ある実施形態において、前記層間絶縁膜は、表面が実質的に平坦な第1領域と表面が凹凸形状を有する第2領域とを有し、前記透明電極は前記第1領域上に形成されており、前記反射電極は前記第2領域上に形成されている。
ある実施形態において、前記第1基板および前記第2基板を介して互いに対向するように配置された一対の偏光板を有し、前記第1基板および/または前記第2基板と前記一対の偏光板との間に少なくとも1つの2軸性光学異方性媒体層をさらに有する。
ある実施形態において、前記第1基板および前記第2基板を介して互いに対向するように配置された一対の偏光板をさらに有し、前記第1基板および/または前記第2基板と前記一対の偏光板との間に少なくとも1つの1軸性光学異方性媒体層をさらに有する。
本発明の液晶表示装置の製造方法は、第1基板と、前記第1基板に対向するように設けられた第2基板と、前記第1基板と前記第2基板との間に設けられた液晶層とを有し、それぞれが、前記第1基板上に形成された第1電極と、前記第1電極に電気的に接続された回路要素と、前記第1基板と前記1電極との間に設けられた層間絶縁膜と、前記第2基板上に形成され第2電極と、前記第1電極と前記第2電極の間に設けられた前記液晶層とを含む複数の画素を備える液晶表示装置の製造方法であって、第1基板上に回路要素を形成する工程と、前記回路要素を覆うポジ型の感光性樹脂膜を形成する工程と、前記感光性樹脂膜を露光する工程であって、露光量が互いに異なる所定の領域を形成する工程と、露光された前記感光性樹脂膜を現像することによって、前記回路要素の一部を露出するコンタクトホールと、少なくとも1つの凹部を有する層間絶縁膜を形成する工程と、前記層間絶縁膜上に第1電極を形成する工程とを包含することを特徴とする。

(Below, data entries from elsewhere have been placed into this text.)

use serde::{Deserialize, Serialize};

#[derive(Debug, Clone, Copy, PartialEq, Eq, Serialize, Deserialize)]
#[serde(rename_all = "lowercase")]
pub enum Role {
    User,
    Assistant,
}

#[derive(Debug, Clone, PartialEq, Eq, Serialize, Deserialize)]
pub struct ChatMessage {
    pub role: Role,
    pub content: String,
}

/// A turn's redaction annotation. Starts Pending when the turn is created
/// optimistically at submit time and resolves exactly once when the backend
/// answers.
#[derive(Debug, Clone, PartialEq, Eq)]
pub enum Redaction {
    Pending,
    Resolved(String),
}

/// One rendered unit of the chat list: a message plus its redaction
/// annotation.
#[derive(Debug, Clone, PartialEq, Eq)]
pub struct ConversationTurn {
    pub message: ChatMessage,
    pub redaction: Redaction,
}

/// Server-authoritative history record: an already-resolved message paired
/// with its final redacted text. Serializes as the 2-element JSON array the
/// backend round-trips; never pending by construction.
#[derive(Debug, Clone, PartialEq, Eq, Serialize, Deserialize)]
pub struct HistoryEntry(pub ChatMessage, pub String);
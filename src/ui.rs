use ratatui::{
    layout::{Constraint, Layout, Rect},
    style::{Color, Modifier, Style},
    text::{Line, Span, Text},
    widgets::{Block, Borders, Paragraph, Wrap},
    Frame,
};

use crate::app::{App, InputMode};
use crate::message::{Redaction, Role};

pub fn render(frame: &mut Frame, app: &mut App) {
    let area = frame.area();

    let error_height = if app.errors.is_empty() {
        0
    } else {
        (app.errors.len().min(3) + 2) as u16 // +2 for borders
    };

    let [main_area, error_area, input_area] = Layout::vertical([
        Constraint::Min(0),
        Constraint::Length(error_height),
        Constraint::Length(3),
    ])
    .areas(area);

    let (chat_area, payload_area) = if app.show_payload_panel {
        let [chat, payload] =
            Layout::horizontal([Constraint::Percentage(60), Constraint::Percentage(40)])
                .areas(main_area);
        (chat, Some(payload))
    } else {
        (main_area, None)
    };

    // Store chat area dimensions for scroll calculations (inner size minus borders)
    app.chat_height = chat_area.height.saturating_sub(2);
    app.chat_width = chat_area.width.saturating_sub(2);

    render_chat(app, frame, chat_area);

    if let Some(payload_area) = payload_area {
        render_payload_panel(app, frame, payload_area);
    }

    if error_height > 0 {
        render_errors(app, frame, error_area);
    }

    render_input(app, frame, input_area);
}

fn role_label(role: Role) -> Line<'static> {
    match role {
        Role::User => Line::from(Span::styled(
            "You:",
            Style::default().fg(Color::Cyan).add_modifier(Modifier::BOLD),
        )),
        Role::Assistant => Line::from(Span::styled(
            "AI:",
            Style::default()
                .fg(Color::Yellow)
                .add_modifier(Modifier::BOLD),
        )),
    }
}

fn render_chat(app: &App, frame: &mut Frame, area: Rect) {
    let chat_block = Block::default()
        .borders(Borders::ALL)
        .border_style(Style::default().fg(Color::DarkGray))
        .title(format!(" Chat: {} ", app.client.endpoint()));

    let chat_text = if app.conversation.turns().is_empty() && !app.loading {
        Text::from(Span::styled(
            "Type a message. The backend redacts it before the model sees it.",
            Style::default().fg(Color::DarkGray),
        ))
    } else {
        let mut lines: Vec<Line> = Vec::new();
        // Animated ellipsis: cycles through ".", "..", "..."
        let dots = ".".repeat((app.animation_frame as usize) + 1);

        for turn in app.conversation.turns() {
            lines.push(role_label(turn.message.role));
            for line in turn.message.content.lines() {
                lines.push(Line::from(line.to_string()));
            }
            match &turn.redaction {
                Redaction::Pending => {
                    lines.push(Line::from(Span::styled(
                        format!("redacting{dots}"),
                        Style::default()
                            .fg(Color::DarkGray)
                            .add_modifier(Modifier::ITALIC),
                    )));
                }
                Redaction::Resolved(text) => {
                    lines.push(Line::from(Span::styled(
                        format!("redacted: {text}"),
                        Style::default().fg(Color::DarkGray),
                    )));
                }
            }
            lines.push(Line::default());
        }

        if app.loading {
            lines.push(role_label(Role::Assistant));
            lines.push(Line::from(Span::styled(
                format!("Thinking{dots}"),
                Style::default()
                    .fg(Color::DarkGray)
                    .add_modifier(Modifier::ITALIC),
            )));
        }

        Text::from(lines)
    };

    let chat = Paragraph::new(chat_text)
        .block(chat_block)
        .wrap(Wrap { trim: true })
        .scroll((app.chat_scroll, 0));

    frame.render_widget(chat, area);
}

fn render_payload_panel(app: &App, frame: &mut Frame, area: Rect) {
    let block = Block::default()
        .borders(Borders::ALL)
        .border_style(Style::default().fg(Color::Magenta))
        .title(" Redaction Payloads (p to hide) ");

    if app.user_payload.is_empty() && app.assistant_payload.is_empty() {
        let placeholder = Paragraph::new(
            "No payloads yet.\nThe raw redaction responses for the latest turn appear here.",
        )
        .style(Style::default().fg(Color::DarkGray))
        .block(block);
        frame.render_widget(placeholder, area);
        return;
    }

    let mut lines: Vec<Line> = Vec::new();
    lines.push(Line::from(Span::styled(
        "user input",
        Style::default()
            .fg(Color::Yellow)
            .add_modifier(Modifier::BOLD),
    )));
    for line in app.user_payload.lines() {
        lines.push(Line::from(line.to_string()));
    }
    lines.push(Line::default());
    lines.push(Line::from(Span::styled(
        "model reply",
        Style::default()
            .fg(Color::Yellow)
            .add_modifier(Modifier::BOLD),
    )));
    for line in app.assistant_payload.lines() {
        lines.push(Line::from(line.to_string()));
    }

    let panel = Paragraph::new(Text::from(lines))
        .wrap(Wrap { trim: false })
        .block(block);

    frame.render_widget(panel, area);
}

fn render_errors(app: &App, frame: &mut Frame, area: Rect) {
    let error_lines: Vec<Line> = app
        .errors
        .iter()
        .take(3)
        .map(|error| Line::from(error.clone()))
        .collect();

    let errors = Paragraph::new(Text::from(error_lines))
        .style(Style::default().fg(Color::Red))
        .block(
            Block::default()
                .borders(Borders::ALL)
                .border_style(Style::default().fg(Color::Red))
                .title(format!(" Errors ({}) (x to dismiss) ", app.errors.len())),
        );

    frame.render_widget(errors, area);
}

fn render_input(app: &App, frame: &mut Frame, area: Rect) {
    let editing = app.input_mode == InputMode::Editing;

    let (title, border_color) = if app.loading {
        (" Message (waiting for the backend) ", Color::DarkGray)
    } else if editing {
        (" Message (Enter to send, Esc to browse) ", Color::Yellow)
    } else {
        (" Message (i to edit) ", Color::DarkGray)
    };

    let input_block = Block::default()
        .borders(Borders::ALL)
        .border_style(Style::default().fg(border_color))
        .title(title);

    // Calculate visible portion of input with horizontal scrolling.
    // Inner width = total width - 2 (for borders)
    let inner_width = area.width.saturating_sub(2) as usize;
    let cursor_pos = app.cursor;

    let scroll_offset = if inner_width == 0 {
        0
    } else if cursor_pos >= inner_width {
        cursor_pos - inner_width + 1
    } else {
        0
    };

    let visible_text: String = app
        .input
        .chars()
        .skip(scroll_offset)
        .take(inner_width)
        .collect();

    let input = Paragraph::new(visible_text)
        .style(Style::default().fg(Color::Cyan))
        .block(input_block);

    frame.render_widget(input, area);

    // Show cursor while editing (the cursor disappears with the disabled
    // input while a request is in flight)
    if editing && !app.loading {
        let cursor_x = (cursor_pos - scroll_offset) as u16;
        frame.set_cursor_position((area.x + cursor_x + 1, area.y + 1));
    }
}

ある実施形態において、前記層間絶縁層を形成する工程は、表面が実質的に平坦な第1領域と、表面が凹凸形状を有する第2領域とを形成する工程を含み、前記第1電極を形成する工程は、前記第1領域の前記層間絶縁膜上に透明電極を形成する工程と、前記第2領域の前記層間絶縁膜上に反射電極を形成する工程とを包含する。
ある実施形態において、前記露光工程は、第1フォトマスクを用いて、前記第2領域となる領域とその他の領域を形成する第1露光工程と、前記その他の領域に、第2フォトマスクを用いて、前記コンタクトホールとなる領域および前記少なくとも1つの凹部となる領域を形成する第2露光工程とを含む。
ある実施形態において、前記液晶表示装置は、前記複数の画素のそれぞれの周囲に規則的に配列され前記層間絶縁膜と一体に形成された壁構造体を更に有し、前記第1露光工程は、前記第2領域となる領域と壁構造体となる領域を形成する工程である。
ある実施形態において、前記第1電極および/または前記第2電極を形成する工程は、導電膜を形成する工程と、前記導電膜をパターニングする工程とを包含し、前記パターニングする工程は、前記第1電極および/または前記第2電極の所定の位置に複数の開口部または切欠き部を形成する工程を包含する。
本発明の液晶表示装置は、第1電極(例えば画素電極)と第1基板との間に設けられた層間絶縁膜が所定の領域に凹部を有する。この凹部に対応して液晶層側の表面に形成される凹部が配向規制構造として作用し、少なくとも所定の電圧(閾値以上の電圧)を印加した時に液晶分子が傾斜する方位を規定する。層間絶縁間膜は、典型的には第1電極と電気的に接続された回路要素(配線やスイッチング素子(TFT等))覆う様に形成され、上記凹部は層間絶縁膜にコンタクトホールを形成するプロセスを利用して形成され得るので、製造工程が複雑になることが無い。また、第1電極の凹部に対応する位置に開口部を設けると、電圧印加時に開口部の近傍に発生する斜め電界によって、液晶分子が傾斜する方位(方向)を規制することができる。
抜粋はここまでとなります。